Source information:
____
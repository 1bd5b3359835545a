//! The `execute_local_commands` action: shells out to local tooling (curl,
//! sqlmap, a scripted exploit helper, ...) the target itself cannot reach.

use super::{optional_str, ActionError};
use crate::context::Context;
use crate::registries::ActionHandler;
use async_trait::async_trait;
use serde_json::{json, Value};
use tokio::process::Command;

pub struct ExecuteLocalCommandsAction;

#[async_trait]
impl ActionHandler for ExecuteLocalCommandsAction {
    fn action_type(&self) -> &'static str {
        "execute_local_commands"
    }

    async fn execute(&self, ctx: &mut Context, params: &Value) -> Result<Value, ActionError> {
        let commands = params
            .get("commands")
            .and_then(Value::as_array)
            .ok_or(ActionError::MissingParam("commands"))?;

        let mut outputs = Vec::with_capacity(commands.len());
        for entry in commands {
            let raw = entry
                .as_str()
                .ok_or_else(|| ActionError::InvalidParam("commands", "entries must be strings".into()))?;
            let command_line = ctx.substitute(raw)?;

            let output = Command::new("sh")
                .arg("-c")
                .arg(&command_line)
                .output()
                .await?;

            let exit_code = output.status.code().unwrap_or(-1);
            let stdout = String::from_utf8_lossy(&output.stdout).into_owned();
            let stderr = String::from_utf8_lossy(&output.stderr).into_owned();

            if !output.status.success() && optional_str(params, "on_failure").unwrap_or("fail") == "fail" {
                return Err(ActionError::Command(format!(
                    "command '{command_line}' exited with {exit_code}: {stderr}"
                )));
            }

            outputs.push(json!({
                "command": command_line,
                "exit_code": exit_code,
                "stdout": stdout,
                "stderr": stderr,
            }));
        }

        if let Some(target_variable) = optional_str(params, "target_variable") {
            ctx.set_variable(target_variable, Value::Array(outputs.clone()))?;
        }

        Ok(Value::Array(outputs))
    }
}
____
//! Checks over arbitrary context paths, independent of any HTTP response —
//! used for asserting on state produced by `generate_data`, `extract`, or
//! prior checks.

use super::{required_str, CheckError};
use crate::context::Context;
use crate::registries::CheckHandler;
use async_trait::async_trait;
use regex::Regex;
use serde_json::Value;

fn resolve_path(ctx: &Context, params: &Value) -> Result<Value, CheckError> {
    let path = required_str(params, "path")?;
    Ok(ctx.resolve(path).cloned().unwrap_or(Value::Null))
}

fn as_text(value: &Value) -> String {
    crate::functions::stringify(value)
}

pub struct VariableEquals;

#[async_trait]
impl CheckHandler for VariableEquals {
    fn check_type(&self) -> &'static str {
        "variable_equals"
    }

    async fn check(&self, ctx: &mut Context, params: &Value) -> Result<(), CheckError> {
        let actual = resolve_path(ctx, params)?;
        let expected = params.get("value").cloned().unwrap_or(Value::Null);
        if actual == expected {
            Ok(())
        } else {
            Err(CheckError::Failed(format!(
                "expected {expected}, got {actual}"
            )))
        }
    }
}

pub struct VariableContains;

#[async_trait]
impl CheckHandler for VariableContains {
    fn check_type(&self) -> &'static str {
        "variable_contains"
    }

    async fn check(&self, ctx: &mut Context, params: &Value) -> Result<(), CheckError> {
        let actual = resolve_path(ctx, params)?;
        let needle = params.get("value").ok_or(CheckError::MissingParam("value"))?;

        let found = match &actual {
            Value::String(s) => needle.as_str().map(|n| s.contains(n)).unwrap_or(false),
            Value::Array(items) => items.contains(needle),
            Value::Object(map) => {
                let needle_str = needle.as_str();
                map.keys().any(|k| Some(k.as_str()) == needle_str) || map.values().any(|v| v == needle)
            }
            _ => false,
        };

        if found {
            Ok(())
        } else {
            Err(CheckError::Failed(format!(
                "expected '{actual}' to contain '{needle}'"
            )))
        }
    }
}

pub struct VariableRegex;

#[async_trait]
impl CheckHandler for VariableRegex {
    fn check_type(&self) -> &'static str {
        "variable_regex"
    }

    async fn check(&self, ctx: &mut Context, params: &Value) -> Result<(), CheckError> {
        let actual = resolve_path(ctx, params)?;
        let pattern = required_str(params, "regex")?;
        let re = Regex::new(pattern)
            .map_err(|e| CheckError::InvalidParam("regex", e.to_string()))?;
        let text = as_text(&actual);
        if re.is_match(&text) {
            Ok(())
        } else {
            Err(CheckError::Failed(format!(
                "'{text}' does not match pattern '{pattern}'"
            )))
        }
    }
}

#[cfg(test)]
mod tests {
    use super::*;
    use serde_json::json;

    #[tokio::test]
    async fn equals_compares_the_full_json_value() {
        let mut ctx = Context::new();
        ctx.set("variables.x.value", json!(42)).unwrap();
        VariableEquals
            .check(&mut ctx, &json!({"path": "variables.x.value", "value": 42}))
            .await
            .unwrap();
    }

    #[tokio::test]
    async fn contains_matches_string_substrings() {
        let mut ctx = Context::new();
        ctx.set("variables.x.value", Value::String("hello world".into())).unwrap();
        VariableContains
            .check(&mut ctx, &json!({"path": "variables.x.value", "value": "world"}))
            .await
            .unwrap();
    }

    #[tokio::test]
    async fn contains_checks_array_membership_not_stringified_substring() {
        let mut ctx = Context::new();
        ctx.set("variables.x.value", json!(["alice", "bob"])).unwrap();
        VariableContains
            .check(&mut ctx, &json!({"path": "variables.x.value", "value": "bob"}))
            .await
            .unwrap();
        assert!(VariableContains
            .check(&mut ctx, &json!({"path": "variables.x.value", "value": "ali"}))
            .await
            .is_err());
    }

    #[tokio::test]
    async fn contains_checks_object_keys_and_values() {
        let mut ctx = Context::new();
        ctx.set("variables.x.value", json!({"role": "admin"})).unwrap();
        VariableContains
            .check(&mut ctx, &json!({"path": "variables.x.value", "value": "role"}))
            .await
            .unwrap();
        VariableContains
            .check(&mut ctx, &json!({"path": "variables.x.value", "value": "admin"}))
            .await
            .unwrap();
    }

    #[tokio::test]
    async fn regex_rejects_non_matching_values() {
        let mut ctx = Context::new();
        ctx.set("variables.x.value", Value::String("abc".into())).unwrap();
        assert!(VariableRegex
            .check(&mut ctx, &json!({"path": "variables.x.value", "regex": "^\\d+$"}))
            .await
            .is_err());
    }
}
____
Task: Show all lines above that contain "false".

Problem solution:
            Value::String(s) => needle.as_str().map(|n| s.contains(n)).unwrap_or(false),
            _ => false,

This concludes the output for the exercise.